#### [TASK REQUIREMENTS]
Be exact. Print each record as it stands.

(Data entries)
= = = = = = =

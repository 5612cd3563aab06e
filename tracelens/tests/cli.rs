use eyre::Result;
use rstest::{fixture, rstest};
use serde_json::{json, Value};
use std::fs;
use std::path::PathBuf;
use std::process::Command;
use tempfile::TempDir;

struct TestSetup {
    _temp_dir: TempDir,
    trace_path: PathBuf,
    config_path: PathBuf,
    output_path: PathBuf,
}

impl TestSetup {
    fn new() -> Result<Self> {
        let temp_dir = TempDir::new()?;
        let trace_path = temp_dir.path().join("trace.json");
        let config_path = temp_dir.path().join("config.toml");
        let output_path = temp_dir.path().join("report.json");

        let trace = json!({
            "traceEvents": [
                {"name": "thread_name", "ph": "M", "pid": 1, "tid": 1, "args": {"name": "CrRendererMain"}},
                {"name": "RunTask", "cat": "disabled-by-default-devtools.timeline", "ph": "X",
                 "pid": 1, "tid": 1, "ts": 1000, "dur": 120000},
                {"name": "RunTask", "cat": "disabled-by-default-devtools.timeline", "ph": "X",
                 "pid": 1, "tid": 1, "ts": 200000, "dur": 5000},
                {"name": "not a record"}
            ]
        });
        fs::write(&trace_path, serde_json::to_vec(&trace)?)?;

        let config_content = r#"
log_filter = "warn"

[thresholds]
long_task = 100.0
"#;
        fs::write(&config_path, config_content)?;

        Ok(TestSetup {
            _temp_dir: temp_dir,
            trace_path,
            config_path,
            output_path,
        })
    }

    fn run(&self, extra: &[&str]) -> Result<std::process::Output> {
        let output = Command::new(env!("CARGO_BIN_EXE_tracelens"))
            .arg(&self.trace_path)
            .args(extra)
            .env_remove("RUST_LOG")
            .output()?;
        Ok(output)
    }
}

#[fixture]
fn setup() -> TestSetup {
    TestSetup::new().expect("failed to create test setup")
}

#[rstest]
fn writes_report_with_configured_thresholds(setup: TestSetup) {
    let output = setup
        .run(&[
            "-c",
            setup.config_path.to_str().unwrap(),
            "-o",
            setup.output_path.to_str().unwrap(),
        ])
        .unwrap();
    assert!(output.status.success(), "{}", String::from_utf8_lossy(&output.stderr));

    let report: Value = serde_json::from_slice(&fs::read(&setup.output_path).unwrap()).unwrap();
    assert_eq!(report["generic_trace"], true);
    assert_eq!(report["minimum_record_time"], 1.0);
    assert_eq!(report["maximum_record_time"], 205.0);
    assert_eq!(report["main_thread"]["tasks"], 2);
    assert_eq!(report["main_thread"]["long_tasks"], 1);
    assert_eq!(report["tracks"][0]["warnings"]["LongTask"], 1);
}

#[rstest]
fn prints_report_to_stdout(setup: TestSetup) {
    let output = setup.run(&["--pretty"]).unwrap();
    assert!(output.status.success());
    let stdout = String::from_utf8(output.stdout).unwrap();
    assert!(stdout.contains("\n  \"tracks\""));
    let report: Value = serde_json::from_str(&stdout).unwrap();
    assert_eq!(report["main_thread"]["long_tasks"], 0);
}

#[rstest]
fn missing_trace_fails(setup: TestSetup) {
    fs::remove_file(&setup.trace_path).unwrap();
    let output = setup.run(&[]).unwrap();
    assert!(!output.status.success());
    assert!(String::from_utf8_lossy(&output.stderr).contains("failed to open trace"));
}
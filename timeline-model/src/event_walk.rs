//! Nesting-aware traversal of a thread's ordered event list.

use crate::tracing_model::{Event, EventId, TracingModel};
use crate::util::upper_bound;

/// Callbacks for [`for_each_event`].
pub trait EventVisitor {
    /// An event with a duration starts; it stays open until its end passes.
    fn on_start(&mut self, id: EventId, event: &Event);

    fn on_end(&mut self, id: EventId, event: &Event);

    /// A zero-duration event, with the innermost open event if any.
    fn on_instant(&mut self, _id: EventId, _event: &Event, _parent: Option<&Event>) {}
}

/// Walks `events` (sorted by start time) from the top-level event that
/// contains `start_time` up to `end_time`, reporting starts, ends and
/// instants in nesting order. Async and flow events are skipped.
pub fn for_each_event<V: EventVisitor>(
    model: &TracingModel,
    events: &[EventId],
    visitor: &mut V,
    start_time: f64,
    end_time: Option<f64>,
) {
    let end_time = end_time.unwrap_or(f64::INFINITY);
    let mut stack: Vec<EventId> = Vec::new();
    let first = top_level_event_ending_after(model, events, start_time);

    for &id in &events[first..] {
        let event = model.event(id);
        if event.end_or_start() < start_time {
            continue;
        }
        if event.start_time >= end_time {
            break;
        }
        if event.phase.is_async() || event.phase.is_flow() {
            continue;
        }
        while let Some(&top) = stack.last() {
            let open = model.event(top);
            if !open.end_time.is_some_and(|end| end <= event.start_time) {
                break;
            }
            stack.pop();
            visitor.on_end(top, open);
        }
        if event.has_duration() {
            visitor.on_start(id, event);
            stack.push(id);
        } else {
            let parent = stack.last().map(|top| model.event(*top));
            visitor.on_instant(id, event, parent);
        }
    }
    while let Some(top) = stack.pop() {
        visitor.on_end(top, model.event(top));
    }
}

fn top_level_event_ending_after(model: &TracingModel, events: &[EventId], time: f64) -> usize {
    let mut index = upper_bound(events, time, |id| model.event(*id).start_time) as isize - 1;
    while index > 0 && !model.event(events[index as usize]).is_top_level() {
        index -= 1;
    }
    index.max(0) as usize
}

#[cfg(test)]
mod tests {
    use super::*;
    use chrome_trace_format::{Phase, TraceRecord};
    use crate::tracing_model::ThreadKey;

    #[derive(Default)]
    struct Recorder(Vec<String>);

    impl EventVisitor for Recorder {
        fn on_start(&mut self, _id: EventId, event: &Event) {
            self.0.push(format!("+{}", event.name));
        }

        fn on_end(&mut self, _id: EventId, event: &Event) {
            self.0.push(format!("-{}", event.name));
        }

        fn on_instant(&mut self, _id: EventId, event: &Event, parent: Option<&Event>) {
            let parent = parent.map_or("none", |p| p.name.as_str());
            self.0.push(format!("{}@{}", event.name, parent));
        }
    }

    fn complete(name: &str, ts: f64, dur: f64) -> TraceRecord {
        TraceRecord::builder()
            .name(name)
            .cat("disabled-by-default-devtools.timeline")
            .ph(Phase::Complete)
            .pid(1)
            .tid(1)
            .ts(ts)
            .dur(dur)
            .build()
    }

    fn model() -> TracingModel {
        let mut model = TracingModel::new();
        model.add_records([
            complete("RunTask", 0.0, 10_000.0),
            complete("FunctionCall", 1_000.0, 5_000.0),
            TraceRecord::builder()
                .name("mark")
                .ph(Phase::Instant)
                .pid(1)
                .tid(1)
                .ts(2_000.0)
                .build(),
            complete("RunTask", 20_000.0, 1_000.0),
            TraceRecord::builder()
                .name("async")
                .ph(Phase::AsyncBegin)
                .pid(1)
                .tid(1)
                .ts(20_500.0)
                .id("1".into())
                .build(),
        ]);
        model.tracing_complete();
        model
    }

    #[test]
    fn reports_nesting_order() {
        let model = model();
        let events = model.thread(ThreadKey::new(1, 1)).unwrap().events().to_vec();
        let mut recorder = Recorder::default();
        for_each_event(&model, &events, &mut recorder, 0.0, None);
        assert_eq!(
            recorder.0,
            vec![
                "+RunTask",
                "+FunctionCall",
                "mark@FunctionCall",
                "-FunctionCall",
                "-RunTask",
                "+RunTask",
                "-RunTask"
            ]
        );
    }

    #[test]
    fn starts_from_enclosing_top_level_event() {
        let model = model();
        let events = model.thread(ThreadKey::new(1, 1)).unwrap().events().to_vec();
        let mut recorder = Recorder::default();
        for_each_event(&model, &events, &mut recorder, 3.0, Some(15.0));
        assert_eq!(
            recorder.0,
            vec!["+RunTask", "+FunctionCall", "-FunctionCall", "-RunTask"]
        );
    }
}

= = = = = = =

#### [WRITTEN ANSWER]
repository 5612cd3563aab06e
filename tracelens/tests/cli.rs
use eyre::Result;
use rstest::{fixture, rstest};
use serde_json::{json, Value};
use std::fs;
use std::path::PathBuf;
use std::process::Command;
use tempfile::TempDir;

struct TestSetup {
    _temp_dir: TempDir,
    trace_path: PathBuf,
    config_path: PathBuf,
    output_path: PathBuf,
}

impl TestSetup {
    fn new() -> Result<Self> {
        let temp_dir = TempDir::new()?;
        let trace_path = temp_dir.path().join("trace.json");
        let config_path = temp_dir.path().join("config.toml");
        let output_path = temp_dir.path().join("report.json");

        let trace = json!({
            "traceEvents": [
                {"name": "thread_name", "ph": "M", "pid": 1, "tid": 1, "args": {"name": "CrRendererMain"}},
                {"name": "RunTask", "cat": "disabled-by-default-devtools.timeline", "ph": "X",
                 "pid": 1, "tid": 1, "ts": 1000, "dur": 120000},
                {"name": "RunTask", "cat": "disabled-by-default-devtools.timeline", "ph": "X",
                 "pid": 1, "tid": 1, "ts": 200000, "dur": 5000},
                {"name": "not a record"}
            ]
        });
        fs::write(&trace_path, serde_json::to_vec(&trace)?)?;

        let config_content = r#"
log_filter = "warn"

[thresholds]
long_task = 100.0
"#;
        fs::write(&config_path, config_content)?;

        Ok(TestSetup {
            _temp_dir: temp_dir,
            trace_path,
            config_path,
            output_path,
        })
    }

    fn run(&self, extra: &[&str]) -> Result<std::process::Output> {
        let output = Command::new(env!("CARGO_BIN_EXE_tracelens"))
            .arg(&self.trace_path)
            .args(extra)
            .env_remove("RUST_LOG")
            .output()?;
        Ok(output)
    }
}

#[fixture]
fn setup() -> TestSetup {
    TestSetup::new().expect("failed to create test setup")
}

#[rstest]
fn writes_report_with_configured_thresholds(setup: TestSetup) {
    let output = setup
        .run(&[
            "-c",
            setup.config_path.to_str().unwrap(),
            "-o",
            setup.output_path.to_str().unwrap(),
        ])
        .unwrap();
    assert!(output.status.success(), "{}", String::from_utf8_lossy(&output.stderr));

    let report: Value = serde_json::from_slice(&fs::read(&setup.output_path).unwrap()).unwrap();
    assert_eq!(report["generic_trace"], true);
    assert_eq!(report["minimum_record_time"], 1.0);
    assert_eq!(report["maximum_record_time"], 205.0);
    assert_eq!(report["main_thread"]["tasks"], 2);
    assert_eq!(report["main_thread"]["long_tasks"], 1);
    assert_eq!(report["tracks"][0]["warnings"]["LongTask"], 1);
}

#[rstest]
fn prints_report_to_stdout(setup: TestSetup) {
    let output = setup.run(&["--pretty"]).unwrap();
    assert!(output.status.success());
    let stdout = String::from_utf8(output.stdout).unwrap();
    assert!(stdout.contains("\n  \"tracks\""));
    let report: Value = serde_json::from_str(&stdout).unwrap();
    assert_eq!(report["main_thread"]["long_tasks"], 0);
}

#[rstest]
fn missing_trace_fails(setup: TestSetup) {
    fs::remove_file(&setup.trace_path).unwrap();
    let output = setup.run(&[]).unwrap();
    assert!(!output.status.success());
    assert!(String::from_utf8_lossy(&output.stderr).contains("failed to open trace"));
}
filename timeline-model/src/event_walk.rs
//! Nesting-aware traversal of a thread's ordered event list.

use crate::tracing_model::{Event, EventId, TracingModel};
use crate::util::upper_bound;

/// Callbacks for [`for_each_event`].
pub trait EventVisitor {
    /// An event with a duration starts; it stays open until its end passes.
    fn on_start(&mut self, id: EventId, event: &Event);

    fn on_end(&mut self, id: EventId, event: &Event);

    /// A zero-duration event, with the innermost open event if any.
    fn on_instant(&mut self, _id: EventId, _event: &Event, _parent: Option<&Event>) {}
}

/// Walks `events` (sorted by start time) from the top-level event that
/// contains `start_time` up to `end_time`, reporting starts, ends and
/// instants in nesting order. Async and flow events are skipped.
pub fn for_each_event<V: EventVisitor>(
    model: &TracingModel,
    events: &[EventId],
    visitor: &mut V,
    start_time: f64,
    end_time: Option<f64>,
) {
    let end_time = end_time.unwrap_or(f64::INFINITY);
    let mut stack: Vec<EventId> = Vec::new();
    let first = top_level_event_ending_after(model, events, start_time);

    for &id in &events[first..] {
        let event = model.event(id);
        if event.end_or_start() < start_time {
            continue;
        }
        if event.start_time >= end_time {
            break;
        }
        if event.phase.is_async() || event.phase.is_flow() {
            continue;
        }
        while let Some(&top) = stack.last() {
            let open = model.event(top);
            if !open.end_time.is_some_and(|end| end <= event.start_time) {
                break;
            }
            stack.pop();
            visitor.on_end(top, open);
        }
        if event.has_duration() {
            visitor.on_start(id, event);
            stack.push(id);
        } else {
            let parent = stack.last().map(|top| model.event(*top));
            visitor.on_instant(id, event, parent);
        }
    }
    while let Some(top) = stack.pop() {
        visitor.on_end(top, model.event(top));
    }
}

fn top_level_event_ending_after(model: &TracingModel, events: &[EventId], time: f64) -> usize {
    let mut index = upper_bound(events, time, |id| model.event(*id).start_time) as isize - 1;
    while index > 0 && !model.event(events[index as usize]).is_top_level() {
        index -= 1;
    }
    index.max(0) as usize
}

#[cfg(test)]
mod tests {
    use super::*;
    use chrome_trace_format::{Phase, TraceRecord};
    use crate::tracing_model::ThreadKey;

    #[derive(Default)]
    struct Recorder(Vec<String>);

    impl EventVisitor for Recorder {
        fn on_start(&mut self, _id: EventId, event: &Event) {
            self.0.push(format!("+{}", event.name));
        }

        fn on_end(&mut self, _id: EventId, event: &Event) {
            self.0.push(format!("-{}", event.name));
        }

        fn on_instant(&mut self, _id: EventId, event: &Event, parent: Option<&Event>) {
            let parent = parent.map_or("none", |p| p.name.as_str());
            self.0.push(format!("{}@{}", event.name, parent));
        }
    }

    fn complete(name: &str, ts: f64, dur: f64) -> TraceRecord {
        TraceRecord::builder()
            .name(name)
            .cat("disabled-by-default-devtools.timeline")
            .ph(Phase::Complete)
            .pid(1)
            .tid(1)
            .ts(ts)
            .dur(dur)
            .build()
    }

    fn model() -> TracingModel {
        let mut model = TracingModel::new();
        model.add_records([
            complete("RunTask", 0.0, 10_000.0),
            complete("FunctionCall", 1_000.0, 5_000.0),
            TraceRecord::builder()
                .name("mark")
                .ph(Phase::Instant)
                .pid(1)
                .tid(1)
                .ts(2_000.0)
                .build(),
            complete("RunTask", 20_000.0, 1_000.0),
            TraceRecord::builder()
                .name("async")
                .ph(Phase::AsyncBegin)
                .pid(1)
                .tid(1)
                .ts(20_500.0)
                .id("1".into())
                .build(),
        ]);
        model.tracing_complete();
        model
    }

    #[test]
    fn reports_nesting_order() {
        let model = model();
        let events = model.thread(ThreadKey::new(1, 1)).unwrap().events().to_vec();
        let mut recorder = Recorder::default();
        for_each_event(&model, &events, &mut recorder, 0.0, None);
        assert_eq!(
            recorder.0,
            vec![
                "+RunTask",
                "+FunctionCall",
                "mark@FunctionCall",
                "-FunctionCall",
                "-RunTask",
                "+RunTask",
                "-RunTask"
            ]
        );
    }

    #[test]
    fn starts_from_enclosing_top_level_event() {
        let model = model();
        let events = model.thread(ThreadKey::new(1, 1)).unwrap().events().to_vec();
        let mut recorder = Recorder::default();
        for_each_event(&model, &events, &mut recorder, 3.0, Some(15.0));
        assert_eq!(
            recorder.0,
            vec!["+RunTask", "+FunctionCall", "-FunctionCall", "-RunTask"]
        );
    }
}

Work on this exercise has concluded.